Vervolgens zijn partijen opgeroepen voor een zitting op 10 maart 1998.
Ter zitting is deze zaak gevoegd behandeld met de zaak tegen de
uitvoeringsinstelling voor de betreffende uitkering. In die zaak heeft de
Commissie een oordeel uitgesproken met oordeelnummer 98-64.
2.2. Bij de zitting waren aanwezig:
van de kant van verzoekster
– mw. (….)
van de kant van de wederpartij
– mw. mr. (….) (juridisch medewerker afdeling PZ)
van de kant van de wederpartij in de gevoegde zaak
– dhr. mr. (….) (afdeling Bezwaar en Beroep USZO)
van de kant van de Commissie
– mw. Prof. mr. J.E. Goldschmidt (Kamervoorzitter)
– mw. mr. L. Mulder (lid Kamer)
– mw. mr. drs. M.G. Nicolai (lid Kamer)
– mw. mr. A.N. Veekamp (secretaris Kamer).
2.3. Het oordeel is vastgesteld door Kamer I van de Commissie. In deze Kamer
hebben zitting de leden als genoemd onder 2.2.

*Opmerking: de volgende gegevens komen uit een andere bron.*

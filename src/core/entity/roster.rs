//=========================================================================
// Entity Roster
//=========================================================================
//
// Owns the enemies of the current level and relays dimension transitions
// to whichever of them are still alive.
//
// Responsibilities:
// - Assign ids and spawn enemies from level descriptors
// - Remove enemies (removed enemies are never notified again)
// - Fan transitions out to every live enemy
// - Drive steering and physics for the whole population
//
//=========================================================================

//=== External Dependencies ===============================================

use log::debug;

//=== Internal Dependencies ===============================================

use super::{DimensionAware, Enemy, EntityId, MotionContext, SelfControlled};
use crate::core::config::ShiftConfig;
use crate::core::dimension::{Dimension, DimensionPalette, Transition, TransitionObserver};
use crate::core::level::EnemySpawn;
use crate::core::world::TileWorld;

//=== EntityRoster ========================================================

#[derive(Debug, Clone)]
pub struct EntityRoster {
    enemies: Vec<Enemy>,
    palette: DimensionPalette,
    next_id: u32,
}

impl EntityRoster {
    pub fn new(palette: DimensionPalette) -> Self {
        Self {
            enemies: Vec::new(),
            palette,
            next_id: 0,
        }
    }

    //--- Population -------------------------------------------------------

    /// Spawns an enemy and aligns it with `active` right away, so that a
    /// late spawn never starts in the wrong activation state.
    pub fn spawn(
        &mut self,
        spawn: &EnemySpawn,
        config: &ShiftConfig,
        active: Dimension,
    ) -> EntityId {
        let id = EntityId(self.next_id);
        self.next_id += 1;

        let mut enemy = Enemy::spawn(id, spawn, config);
        enemy.on_dimension_changed(active, &self.palette);
        debug!(
            "Spawned {} enemy {} in {} (materialized: {})",
            enemy.kind(),
            id,
            spawn.dimension(),
            enemy.is_materialized()
        );

        self.enemies.push(enemy);
        id
    }

    /// Removes an enemy. It receives no further notifications.
    pub fn despawn(&mut self, id: EntityId) -> Option<Enemy> {
        let index = self.enemies.iter().position(|enemy| enemy.id() == id)?;
        debug!("Despawned enemy {}", id);
        Some(self.enemies.remove(index))
    }

    //--- Queries ----------------------------------------------------------

    pub fn get(&self, id: EntityId) -> Option<&Enemy> {
        self.enemies.iter().find(|enemy| enemy.id() == id)
    }

    pub fn iter(&self) -> impl Iterator<Item = &Enemy> {
        self.enemies.iter()
    }

    pub fn len(&self) -> usize {
        self.enemies.len()
    }

    pub fn is_empty(&self) -> bool {
        self.enemies.is_empty()
    }

    //--- Simulation -------------------------------------------------------

    /// Lets every materialized enemy pick its velocity, then integrates
    /// all bodies against `layer`.
    pub fn advance(
        &mut self,
        context: &MotionContext,
        world: &TileWorld,
        layer: Dimension,
        gravity: f32,
    ) {
        for enemy in &mut self.enemies {
            enemy.steer(context);
            enemy.body_mut().step(world, layer, gravity, context.dt);
        }
    }
}

impl TransitionObserver for EntityRoster {
    fn on_transition(&mut self, transition: &Transition, _world: &TileWorld) {
        for enemy in &mut self.enemies {
            enemy.on_dimension_changed(transition.active, &self.palette);
        }
    }
}

//=========================================================================
// Unit Tests
//=========================================================================

#[cfg(test)]
mod tests {
    use super::*;
    use crate::core::clock::Timestamp;
    use crate::core::level::TileCoord;

    fn spawn(dimension: Dimension) -> EnemySpawn {
        EnemySpawn::Chase {
            at: TileCoord { x: 1, y: 1 },
            dimension,
        }
    }

    fn transition(active: Dimension) -> Transition {
        Transition {
            active,
            previous: active.other(),
            at: Timestamp::ZERO,
            unlocks_at: Timestamp::from_millis(200),
            sequence: 1,
        }
    }

    fn empty_world() -> TileWorld {
        TileWorld::new(&[vec![0]], &[vec![0]], 32.0)
    }

    #[test]
    fn spawn_aligns_with_active_dimension() {
        let config = ShiftConfig::default();
        let mut roster = EntityRoster::new(config.palette());

        let lumina = roster.spawn(&spawn(Dimension::Lumina), &config, Dimension::Lumina);
        let umbra = roster.spawn(&spawn(Dimension::Umbra), &config, Dimension::Lumina);

        assert_ne!(lumina, umbra);
        assert!(roster.get(lumina).is_some_and(|e| e.is_materialized()));
        assert!(roster.get(umbra).is_some_and(|e| !e.is_materialized()));
    }

    #[test]
    fn transition_reaches_every_live_enemy() {
        let config = ShiftConfig::default();
        let mut roster = EntityRoster::new(config.palette());
        let lumina = roster.spawn(&spawn(Dimension::Lumina), &config, Dimension::Lumina);
        let umbra = roster.spawn(&spawn(Dimension::Umbra), &config, Dimension::Lumina);

        roster.on_transition(&transition(Dimension::Umbra), &empty_world());

        assert!(roster.get(lumina).is_some_and(|e| !e.body().enabled));
        assert!(roster.get(umbra).is_some_and(|e| e.body().enabled));
    }

    #[test]
    fn despawned_enemy_is_not_notified() {
        let config = ShiftConfig::default();
        let mut roster = EntityRoster::new(config.palette());
        let id = roster.spawn(&spawn(Dimension::Umbra), &config, Dimension::Lumina);

        let removed = roster.despawn(id);
        roster.on_transition(&transition(Dimension::Umbra), &empty_world());

        let removed = removed.unwrap();
        assert!(!removed.is_materialized());
        assert!(roster.is_empty());
        assert!(roster.despawn(id).is_none());
    }
}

3. DE RESULTATEN VAN HET ONDERZOEK
De feiten
3.1. Op grond van artikel 32 Wet privatisering ABP (WPA) is een aantal
artikelen van de Wet op de Arbeidsongeschiktheidsverzekering (WAO), waaronder
artikel 18 en 19, van toepassing op overheidswerknemers. Het betreft de
zogenoemde WAO-conforme uitkering.
Artikel 19 lid 1 WAO bepaalt onder andere dat een verzekerde die
arbeidsongeschikt wordt, na 52 weken onafgebroken arbeidsongeschikt te zijn
geweest, recht heeft op toekenning van arbeidsongeschiktheidsuitkering
krachtens de WAO. Op grond van het tweede lid van artikel 19 WAO worden voor
het bepalen van het tijdvak van 52 weken, periodes van arbeidsongeschiktheid
welke elkaar met een onderbreking van minder dan vier weken opvolgen,
samengeteld.
Artikel 18 lid 1 WAO bepaalt dat zwangerschap en bevalling met ziekte gelijk
worden gesteld.
3.2. De Arbeidsvoorwaardenregeling gemeente Alphen aan den Rijn 1995 bepaalt
in artikel 7:1 lid 3 dat indien een ambtenaar, ter zake van de desbetreffende
verhindering tot het vervullen van zijn betrekking, recht heeft op een
WAO-conforme uitkering ingevolge artikel 32 WPA, het bedrag van die uitkering
in mindering wordt gebracht op het bedrag waarop de ambtenaar ingevolge
artikel 7:1 lid 1 van Arbeidsvoorwaardenregeling recht heeft. In artikel 7:1
lid 1 wordt onder andere bepaald dat een ambtenaar die wegens ziekte
verhinderd is zijn betrekking te vervullen, gedurende 18 maanden de volledige
bezoldiging en vervolgens 80% van de bezoldiging geniet.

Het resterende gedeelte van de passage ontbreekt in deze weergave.